A Wonderful Transformation – Radcliffe

Radcliffe 1st day  This is Radcliffe when he arrived at the Center for Great Apes in Florida.  He was too thin and had very little hair.  Obviously, he was not well physically nor psychologically.

Radcliffe was born on February 18, 1979 in a zoo in Ohio.  Radcliffe was unlucky in that he is a cross between a Bornean orangutan and a Sumatran orangutan.  This fact probably was why he was sold to a circus trainer as a baby. 

Thus began his entertainment career.  Yes, he was a television personality and he also had to perform for small traveling circuses during his early years (when he should have been with his mother).

You’ll NEVER guess what happened?  Of course, Radcliffe became too large for the trainers to handle safely.  He was sold to another zoo in New York and then to a roadside attraction in Florida.  He was almost to his final and best home he could imagine.

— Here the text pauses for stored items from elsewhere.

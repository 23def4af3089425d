use thiserror::Error;

use crate::ast::{Position, Token, TokenKind};

#[derive(Debug, Clone, PartialEq, Eq, Error)]
pub enum LexError {
    #[error("unterminated string starting at {position}")]
    UnterminatedString { position: Position },

    #[error("invalid escape sequence '\\{escape}' at {position}")]
    InvalidEscape { escape: char, position: Position },

    #[error("illegal character '{}' at {}", .token.literal, .token.position)]
    Illegal { token: Token },

    #[error("malformed keyword '{keyword}' at {position}: expected ':' to follow it")]
    MalformedKeyword { keyword: String, position: Position },
}

impl LexError {
    pub fn position(&self) -> Position {
        match self {
            LexError::UnterminatedString { position }
            | LexError::InvalidEscape { position, .. }
            | LexError::MalformedKeyword { position, .. } => *position,
            LexError::Illegal { token } => token.position,
        }
    }
}

/// Turns script text into positioned tokens, one [`Lexer::scan`] call at a time.
pub struct Lexer {
    input: Vec<char>,
    offset: usize,
    line: usize,
    column: usize,
}

impl Lexer {
    pub fn new(input: &str) -> Self {
        Lexer {
            input: input.chars().collect(),
            offset: 0,
            line: 1,
            column: 1,
        }
    }

    fn current_char(&self) -> Option<char> {
        self.input.get(self.offset).copied()
    }

    fn peek_char(&self, ahead: usize) -> Option<char> {
        self.input.get(self.offset + ahead).copied()
    }

    fn position(&self) -> Position {
        Position::new(self.line, self.column)
    }

    fn advance(&mut self) {
        if let Some(ch) = self.current_char() {
            self.offset += 1;
            if ch == '\n' {
                self.line += 1;
                self.column = 1;
            } else {
                self.column += 1;
            }
        }
    }

    fn skip_whitespace(&mut self) {
        while let Some(ch) = self.current_char() {
            if ch.is_whitespace() {
                self.advance();
            } else {
                break;
            }
        }
    }

    fn read_identifier(&mut self) -> String {
        let mut result = String::new();
        while let Some(ch) = self.current_char() {
            if ch.is_alphanumeric() || ch == '_' {
                result.push(ch);
                self.advance();
            } else {
                break;
            }
        }
        result
    }

    fn read_comment(&mut self) -> String {
        self.advance(); // '#'
        let mut result = String::new();
        while let Some(ch) = self.current_char() {
            if ch == '\n' {
                break;
            }
            result.push(ch);
            self.advance();
        }
        // Tolerate CRLF line endings
        if result.ends_with('\r') {
            result.pop();
        }
        result
    }

    fn read_string(&mut self, start: Position) -> Result<String, LexError> {
        let mut result = String::new();
        self.advance(); // opening quote

        while let Some(ch) = self.current_char() {
            match ch {
                '"' => {
                    self.advance();
                    return Ok(result);
                }
                '\\' => {
                    let escape_at = self.position();
                    self.advance();
                    match self.current_char() {
                        Some('n') => result.push('\n'),
                        Some('t') => result.push('\t'),
                        Some('r') => result.push('\r'),
                        Some('"') => result.push('"'),
                        Some('\\') => result.push('\\'),
                        Some(escape) => {
                            return Err(LexError::InvalidEscape {
                                escape,
                                position: escape_at,
                            });
                        }
                        None => break,
                    }
                    self.advance();
                }
                _ => {
                    result.push(ch);
                    self.advance();
                }
            }
        }

        Err(LexError::UnterminatedString { position: start })
    }

    fn read_number(&mut self) -> String {
        let mut number = String::new();
        if self.current_char() == Some('-') {
            number.push('-');
            self.advance();
        }

        let mut is_fraction = false;
        while let Some(ch) = self.current_char() {
            if ch.is_ascii_digit() {
                number.push(ch);
                self.advance();
            } else if ch == '.'
                && !is_fraction
                && self.peek_char(1).is_some_and(|c| c.is_ascii_digit())
            {
                is_fraction = true;
                number.push(ch);
                self.advance();
            } else {
                break;
            }
        }
        number
    }

    /// True when the next non-blank rune on the current line is ':'.
    fn colon_follows(&self) -> bool {
        let mut ahead = 0;
        while let Some(ch) = self.peek_char(ahead) {
            match ch {
                ' ' | '\t' => ahead += 1,
                ':' => return true,
                _ => return false,
            }
        }
        false
    }

    fn punctuation(&mut self, kind: TokenKind, ch: char, position: Position) -> Token {
        self.advance();
        Token::new(kind, ch.to_string(), position)
    }

    /// Returns the next token. Once the input is exhausted every call
    /// returns an [`TokenKind::Eof`] token.
    pub fn scan(&mut self) -> Result<Token, LexError> {
        self.skip_whitespace();
        let start = self.position();

        let Some(ch) = self.current_char() else {
            return Ok(Token::new(TokenKind::Eof, "", start));
        };

        let token = match ch {
            '[' => self.punctuation(TokenKind::LBracket, ch, start),
            ']' => self.punctuation(TokenKind::RBracket, ch, start),
            '{' => self.punctuation(TokenKind::LBrace, ch, start),
            '}' => self.punctuation(TokenKind::RBrace, ch, start),
            '(' => self.punctuation(TokenKind::LParen, ch, start),
            ')' => self.punctuation(TokenKind::RParen, ch, start),
            ',' => self.punctuation(TokenKind::Comma, ch, start),
            ':' => self.punctuation(TokenKind::Colon, ch, start),
            '=' => self.punctuation(TokenKind::Equals, ch, start),
            '#' => Token::new(TokenKind::Comment, self.read_comment(), start),
            '"' => Token::new(TokenKind::String, self.read_string(start)?, start),
            '-' if self.peek_char(1).is_some_and(|c| c.is_ascii_digit()) => {
                Token::new(TokenKind::Number, self.read_number(), start)
            }
            c if c.is_ascii_digit() => Token::new(TokenKind::Number, self.read_number(), start),
            c if c.is_alphabetic() || c == '_' => {
                let ident = self.read_identifier();
                match ident.as_str() {
                    "let" | "in" => {
                        if !self.colon_follows() {
                            return Err(LexError::MalformedKeyword {
                                keyword: ident,
                                position: start,
                            });
                        }
                        let kind = if ident == "let" {
                            TokenKind::Let
                        } else {
                            TokenKind::In
                        };
                        Token::new(kind, ident, start)
                    }
                    "true" | "false" => Token::new(TokenKind::Bool, ident, start),
                    "null" => Token::new(TokenKind::Null, ident, start),
                    _ => Token::new(TokenKind::Identifier, ident, start),
                }
            }
            c => {
                self.advance();
                return Err(LexError::Illegal {
                    token: Token::new(TokenKind::Illegal, c.to_string(), start),
                });
            }
        };

        Ok(token)
    }

    /// Scans the whole input. The returned vector always ends with an
    /// [`TokenKind::Eof`] token.
    pub fn tokenize(mut self) -> Result<Vec<Token>, LexError> {
        let mut tokens = Vec::new();
        loop {
            let token = self.scan()?;
            let done = token.kind == TokenKind::Eof;
            tokens.push(token);
            if done {
                return Ok(tokens);
            }
        }
    }
}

The roadside attraction closed and thankfully the Center for Great Apes was able to rescue him from his years in small cages.

Radcliffe up high  Radcliffe now gets to climb high in his sanctuary home.

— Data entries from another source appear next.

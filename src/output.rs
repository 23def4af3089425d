//! Canonical text rendering of a [`Script`].
//!
//! The printer is deterministic: one binding, argument, list element or
//! object entry per line, tab indentation, comments re-emitted above the
//! assignment they belong to, keys that are not identifiers quoted. Parsing
//! the output yields the same script.
//!
//! # Examples
//!
//! ```
//! use buildscript::ast::{InExpr, Script};
//! use buildscript::output::to_text;
//! use buildscript::value::{Assignment, Value};
//!
//! let script = Script {
//!     at_time: None,
//!     at_time_binding: None,
//!     assignments: vec![Assignment::new("platforms", Value::List(vec![]))],
//!     in_expr: InExpr::Reference("platforms".to_string()),
//! };
//! assert_eq!(to_text(&script), "let:\n\tplatforms = []\n\nin: platforms\n");
//! ```

use chrono::{DateTime, Utc};

use crate::{
    ast::{InExpr, Script},
    transform::{AT_TIME, format_timestamp},
    value::{Assignment, FuncCall, Value, is_identifier, is_solve_function},
};

pub struct ScriptPrinter {
    indent_unit: &'static str,
}

impl Default for ScriptPrinter {
    fn default() -> Self {
        ScriptPrinter { indent_unit: "\t" }
    }
}

impl ScriptPrinter {
    pub fn new(indent_unit: &'static str) -> Self {
        ScriptPrinter { indent_unit }
    }

    pub fn print(&self, script: &Script) -> String {
        let placement = script.at_time_placement();
        let writer = Writer {
            indent_unit: self.indent_unit,
            inline_at_time: script.at_time.as_ref().filter(|_| placement.is_none()),
        };
        let at_time_line = |out: &mut String| {
            if let Some(at_time) = &script.at_time {
                out.push_str(&writer.indent(1));
                out.push_str(&format!(
                    "{AT_TIME} = {}\n",
                    quote(&format_timestamp(at_time))
                ));
            }
        };

        let mut out = String::from("let:\n");
        for (index, assignment) in script.assignments.iter().enumerate() {
            if placement == Some(index) {
                at_time_line(&mut out);
            }
            out.push_str(&writer.print_assignment(assignment, 1, false));
            out.push('\n');
        }
        if placement == Some(script.assignments.len()) {
            at_time_line(&mut out);
        }

        out.push_str("\nin: ");
        match &script.in_expr {
            InExpr::Reference(name) => out.push_str(name),
            InExpr::Call(call) => out.push_str(&writer.print_call(call, 0)),
        }
        out.push('\n');
        out
    }
}

/// State for one `print` call.
struct Writer<'a> {
    indent_unit: &'static str,
    /// Written in place of solve `at_time` references when the script has no
    /// `at_time` binding
    inline_at_time: Option<&'a DateTime<Utc>>,
}

impl Writer<'_> {
    fn indent(&self, level: usize) -> String {
        self.indent_unit.repeat(level)
    }

    fn print_assignment(
        &self,
        assignment: &Assignment,
        indent: usize,
        solve_argument: bool,
    ) -> String {
        let mut result = String::new();
        for comment in &assignment.comments {
            result.push_str(&self.indent(indent));
            result.push('#');
            result.push_str(comment);
            result.push('\n');
        }
        result.push_str(&self.indent(indent));
        if is_identifier(&assignment.key) {
            result.push_str(&assignment.key);
        } else {
            result.push_str(&quote(&assignment.key));
        }
        result.push_str(" = ");
        match (&assignment.value, self.inline_at_time) {
            (Value::Identifier(name), Some(at_time))
                if solve_argument && assignment.key == AT_TIME && name == AT_TIME =>
            {
                result.push_str(&quote(&format_timestamp(at_time)));
            }
            (value, _) => result.push_str(&self.print_value(value, indent)),
        }
        result
    }

    fn print_value(&self, value: &Value, indent: usize) -> String {
        match value {
            Value::FuncCall(call) => self.print_call(call, indent),
            Value::List(items) => self.print_list(items, indent),
            Value::Object(entries) => self.print_entries("{", "}", entries, indent, false),
            Value::String(s) => quote(s),
            Value::Number(n) => n.to_string(),
            Value::Bool(b) => b.to_string(),
            Value::Identifier(name) => name.clone(),
            Value::Null => "null".to_string(),
        }
    }

    fn print_call(&self, call: &FuncCall, indent: usize) -> String {
        format!(
            "{}{}",
            call.name,
            self.print_entries("(", ")", &call.arguments, indent, is_solve_function(&call.name))
        )
    }

    fn print_entries(
        &self,
        open: &str,
        close: &str,
        entries: &[Assignment],
        indent: usize,
        solve_arguments: bool,
    ) -> String {
        if entries.is_empty() {
            return format!("{open}{close}");
        }
        let items: Vec<String> = entries
            .iter()
            .map(|entry| self.print_assignment(entry, indent + 1, solve_arguments))
            .collect();
        format!(
            "{open}\n{}\n{}{close}",
            items.join(",\n"),
            self.indent(indent)
        )
    }

    fn print_list(&self, items: &[Value], indent: usize) -> String {
        if items.is_empty() {
            return "[]".to_string();
        }
        let items: Vec<String> = items
            .iter()
            .map(|item| {
                format!(
                    "{}{}",
                    self.indent(indent + 1),
                    self.print_value(item, indent + 1)
                )
            })
            .collect();
        format!("[\n{}\n{}]", items.join(",\n"), self.indent(indent))
    }
}

fn quote(s: &str) -> String {
    let mut result = String::with_capacity(s.len() + 2);
    result.push('"');
    for ch in s.chars() {
        match ch {
            '"' => result.push_str("\\\""),
            '\\' => result.push_str("\\\\"),
            '\n' => result.push_str("\\n"),
            '\t' => result.push_str("\\t"),
            '\r' => result.push_str("\\r"),
            c => result.push(c),
        }
    }
    result.push('"');
    result
}

/// Renders `script` with the default printer.
pub fn to_text(script: &Script) -> String {
    ScriptPrinter::default().print(script)
}
use std::fmt;

/// A location in the script source. Both fields are 1-based.
#[derive(Debug, Clone, Copy, PartialEq, Eq, Hash, PartialOrd, Ord)]
pub struct Position {
    pub line: usize,
    pub column: usize,
}

impl Position {
    pub fn new(line: usize, column: usize) -> Self {
        Position { line, column }
    }
}

impl Default for Position {
    fn default() -> Self {
        Position { line: 1, column: 1 }
    }
}

impl fmt::Display for Position {
    fn fmt(&self, f: &mut fmt::Formatter<'_>) -> fmt::Result {
        write!(f, "{}:{}", self.line, self.column)
    }
}

#[derive(Debug, Clone, Copy, PartialEq, Eq, Hash)]
pub enum TokenKind {
    // Keywords
    /// `let`, opens the binding section
    ///
    /// # Examples
    /// ```text
    /// let:
    ///     runtime = solve(...)
    /// ```
    Let,

    /// `in`, names the expression the script evaluates to
    ///
    /// # Examples
    /// ```text
    /// in: runtime
    /// ```
    In,

    // Literals
    /// String literal enclosed in double quotes. The literal holds the
    /// unescaped contents.
    ///
    /// # Examples
    /// ```text
    /// "language/perl"
    /// "2023-04-27T17:30:05.999Z"
    /// ```
    String,

    /// Number literal, kept as its source text
    ///
    /// # Examples
    /// ```text
    /// 3
    /// -1.25
    /// ```
    Number,

    /// `true` or `false`
    Bool,

    /// `null`
    Null,

    /// Binding name, argument name or function name
    ///
    /// Must start with a letter or underscore, followed by letters, digits, or underscores.
    ///
    /// # Examples
    /// ```text
    /// runtime
    /// solve_legacy
    /// version_requirements
    /// ```
    Identifier,

    /// `#` up to the end of the line. The literal is the text after `#`.
    Comment,

    // Punctuation
    LBracket,
    RBracket,
    LBrace,
    RBrace,
    LParen,
    RParen,
    Comma,
    Colon,
    Equals,

    /// A rune the lexer does not recognise
    Illegal,

    /// End of input
    Eof,
}

impl TokenKind {
    /// Human readable name used in error messages.
    pub fn describe(self) -> &'static str {
        match self {
            TokenKind::Let => "'let'",
            TokenKind::In => "'in'",
            TokenKind::String => "string",
            TokenKind::Number => "number",
            TokenKind::Bool => "boolean",
            TokenKind::Null => "'null'",
            TokenKind::Identifier => "identifier",
            TokenKind::Comment => "comment",
            TokenKind::LBracket => "'['",
            TokenKind::RBracket => "']'",
            TokenKind::LBrace => "'{'",
            TokenKind::RBrace => "'}'",
            TokenKind::LParen => "'('",
            TokenKind::RParen => "')'",
            TokenKind::Comma => "','",
            TokenKind::Colon => "':'",
            TokenKind::Equals => "'='",
            TokenKind::Illegal => "illegal character",
            TokenKind::Eof => "end of input",
        }
    }
}

impl fmt::Display for TokenKind {
    fn fmt(&self, f: &mut fmt::Formatter<'_>) -> fmt::Result {
        f.write_str(self.describe())
    }
}

/// A positioned lexical token.
#[derive(Debug, Clone, PartialEq, Eq)]
pub struct Token {
    pub kind: TokenKind,
    pub literal: String,
    pub position: Position,
}

impl Token {
    pub fn new(kind: TokenKind, literal: impl Into<String>, position: Position) -> Self {
        Token {
            kind,
            literal: literal.into(),
            position,
        }
    }

    /// How the token appears in error messages.
    pub fn describe(&self) -> String {
        match self.kind {
            TokenKind::Identifier => format!("identifier '{}'", self.literal),
            TokenKind::String => format!("string \"{}\"", self.literal),
            TokenKind::Number | TokenKind::Bool => format!("'{}'", self.literal),
            TokenKind::Illegal => format!("illegal character '{}'", self.literal),
            kind => kind.describe().to_string(),
        }
    }
}
//! Script text <-> build expression JSON conversion

use std::str::FromStr;

use super::CliError;
use crate::{BuildExpression, Script, parse_script, to_text};

/// Convert build script text to build expression JSON
pub fn script_to_json(source: &str, pretty: bool) -> Result<String, CliError> {
    let expression = parse_script(source)?.to_build_expression()?;
    let json = if pretty {
        expression.to_json_pretty()?
    } else {
        expression.to_json_string()?
    };
    Ok(json)
}

/// Convert build expression JSON to build script text
pub fn json_to_script(json: &str) -> Result<String, CliError> {
    let expression = BuildExpression::from_str(json)?;
    let script = Script::from_build_expression(&expression)?;
    Ok(to_text(&script))
}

Radcliffe up high 2  He lives with another orangutan named Bam Bam.

And, using the wonderful Boswell Walk-About Chute System he visits all of his other orangutan friends.

Center for Great Apes tunnel system

Radcliffe with enrichment  Radcliffe loves to play with all the enrichment items the center provides for him.  The center makes sure he gets three enrichments a day to keep his curious mind busy.  He really likes bubbles in his water and rags so he can wash down the toys, shelves and walls of his nighthouse.

Radcliffe 12 months  This is what Radcliffe looked like after 12 months at the center.  He not only looked better but he felt better.

Radcliffe started out life not so lucky since he was not pure Bornean nor pure Sumatran.  But if he could talk now he would say how thankful he is a cross between both types of orangutans because it brought him to the Center for Great Apes his final and best home.

What can you do for Radcliffe?  Donate enrichment items to the center.  Check out their Wish List for items you can donate.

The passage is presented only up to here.